+++ DATASET RECORDS +++
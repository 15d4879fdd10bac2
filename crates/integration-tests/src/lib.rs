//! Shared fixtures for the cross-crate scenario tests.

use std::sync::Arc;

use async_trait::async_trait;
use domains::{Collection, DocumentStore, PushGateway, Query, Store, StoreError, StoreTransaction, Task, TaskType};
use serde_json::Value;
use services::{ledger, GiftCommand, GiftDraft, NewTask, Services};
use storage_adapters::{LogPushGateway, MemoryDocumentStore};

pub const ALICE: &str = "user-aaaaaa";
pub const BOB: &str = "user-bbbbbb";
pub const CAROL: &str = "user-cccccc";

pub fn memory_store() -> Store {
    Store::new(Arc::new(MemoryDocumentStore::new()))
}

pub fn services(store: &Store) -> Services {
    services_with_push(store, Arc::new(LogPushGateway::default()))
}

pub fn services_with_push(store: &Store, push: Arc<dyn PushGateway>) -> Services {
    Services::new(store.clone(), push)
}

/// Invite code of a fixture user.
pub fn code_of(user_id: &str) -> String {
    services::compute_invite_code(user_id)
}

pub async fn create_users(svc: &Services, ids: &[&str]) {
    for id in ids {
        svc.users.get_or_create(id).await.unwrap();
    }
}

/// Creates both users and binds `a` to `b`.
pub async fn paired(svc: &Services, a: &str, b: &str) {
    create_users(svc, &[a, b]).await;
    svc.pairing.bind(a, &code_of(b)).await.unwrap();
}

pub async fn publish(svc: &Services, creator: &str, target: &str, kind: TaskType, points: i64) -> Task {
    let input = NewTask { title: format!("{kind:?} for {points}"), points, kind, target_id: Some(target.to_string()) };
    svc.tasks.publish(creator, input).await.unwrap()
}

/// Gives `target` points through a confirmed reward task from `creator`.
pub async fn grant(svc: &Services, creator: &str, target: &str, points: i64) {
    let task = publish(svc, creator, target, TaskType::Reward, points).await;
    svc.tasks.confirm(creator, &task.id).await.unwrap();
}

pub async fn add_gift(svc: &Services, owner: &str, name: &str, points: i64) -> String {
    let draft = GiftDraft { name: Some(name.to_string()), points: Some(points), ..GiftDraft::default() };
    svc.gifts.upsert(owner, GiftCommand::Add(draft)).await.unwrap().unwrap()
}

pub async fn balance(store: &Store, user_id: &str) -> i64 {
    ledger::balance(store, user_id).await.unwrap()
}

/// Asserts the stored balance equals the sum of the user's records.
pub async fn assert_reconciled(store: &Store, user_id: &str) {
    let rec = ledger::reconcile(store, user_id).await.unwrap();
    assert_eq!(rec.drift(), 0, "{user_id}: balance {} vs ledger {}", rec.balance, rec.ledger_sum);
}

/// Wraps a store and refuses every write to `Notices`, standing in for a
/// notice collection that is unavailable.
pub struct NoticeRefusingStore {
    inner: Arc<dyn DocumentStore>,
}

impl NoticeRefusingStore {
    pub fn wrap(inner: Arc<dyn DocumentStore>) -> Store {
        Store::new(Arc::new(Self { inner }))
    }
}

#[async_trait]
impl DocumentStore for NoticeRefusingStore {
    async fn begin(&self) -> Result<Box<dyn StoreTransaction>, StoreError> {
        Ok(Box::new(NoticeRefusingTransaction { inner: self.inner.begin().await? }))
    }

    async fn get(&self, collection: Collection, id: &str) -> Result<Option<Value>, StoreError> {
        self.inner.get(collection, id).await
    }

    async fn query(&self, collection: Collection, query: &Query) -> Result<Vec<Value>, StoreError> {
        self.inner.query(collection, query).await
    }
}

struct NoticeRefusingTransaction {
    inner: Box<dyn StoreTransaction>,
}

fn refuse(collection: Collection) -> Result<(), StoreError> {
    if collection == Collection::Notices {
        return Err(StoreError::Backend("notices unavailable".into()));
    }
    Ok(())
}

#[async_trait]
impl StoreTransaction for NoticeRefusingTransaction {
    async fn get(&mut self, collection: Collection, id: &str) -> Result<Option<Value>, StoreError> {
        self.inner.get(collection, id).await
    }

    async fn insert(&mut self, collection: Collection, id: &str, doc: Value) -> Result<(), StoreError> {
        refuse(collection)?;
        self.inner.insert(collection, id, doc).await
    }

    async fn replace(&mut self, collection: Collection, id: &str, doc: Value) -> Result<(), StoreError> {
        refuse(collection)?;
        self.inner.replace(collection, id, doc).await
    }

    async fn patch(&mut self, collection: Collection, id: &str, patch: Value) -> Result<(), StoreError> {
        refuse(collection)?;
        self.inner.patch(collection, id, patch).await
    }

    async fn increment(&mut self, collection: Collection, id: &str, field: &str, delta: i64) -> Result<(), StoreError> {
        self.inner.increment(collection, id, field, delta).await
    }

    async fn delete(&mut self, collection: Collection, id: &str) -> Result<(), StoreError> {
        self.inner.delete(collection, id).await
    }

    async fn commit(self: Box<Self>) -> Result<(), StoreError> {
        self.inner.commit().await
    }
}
+++
+++ DATASET RECORDS +++
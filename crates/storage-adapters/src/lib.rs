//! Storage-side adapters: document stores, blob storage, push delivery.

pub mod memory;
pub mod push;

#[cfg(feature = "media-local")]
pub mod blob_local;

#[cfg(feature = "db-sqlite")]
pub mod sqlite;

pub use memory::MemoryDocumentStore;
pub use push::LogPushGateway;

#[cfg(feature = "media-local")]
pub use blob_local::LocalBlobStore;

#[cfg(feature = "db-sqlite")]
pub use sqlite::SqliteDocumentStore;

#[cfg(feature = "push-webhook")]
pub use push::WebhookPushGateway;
+++
**TASK:** From the records above, transcribe without alteration every line from the one with "let rec = ledger::reconcile(store, user_id).await.unwrap();" to the one with "async fn begin(&self)", inclusive.

**ANSWER TO THE EXERCISE:**
    let rec = ledger::reconcile(store, user_id).await.unwrap();
    assert_eq!(rec.drift(), 0, "{user_id}: balance {} vs ledger {}", rec.balance, rec.ledger_sum);
}

/// Wraps a store and refuses every write to `Notices`, standing in for a
/// notice collection that is unavailable.
pub struct NoticeRefusingStore {
    inner: Arc<dyn DocumentStore>,
}

impl NoticeRefusingStore {
    pub fn wrap(inner: Arc<dyn DocumentStore>) -> Store {
        Store::new(Arc::new(Self { inner }))
    }
}

#[async_trait]
impl DocumentStore for NoticeRefusingStore {
    async fn begin(&self) -> Result<Box<dyn StoreTransaction>, StoreError> {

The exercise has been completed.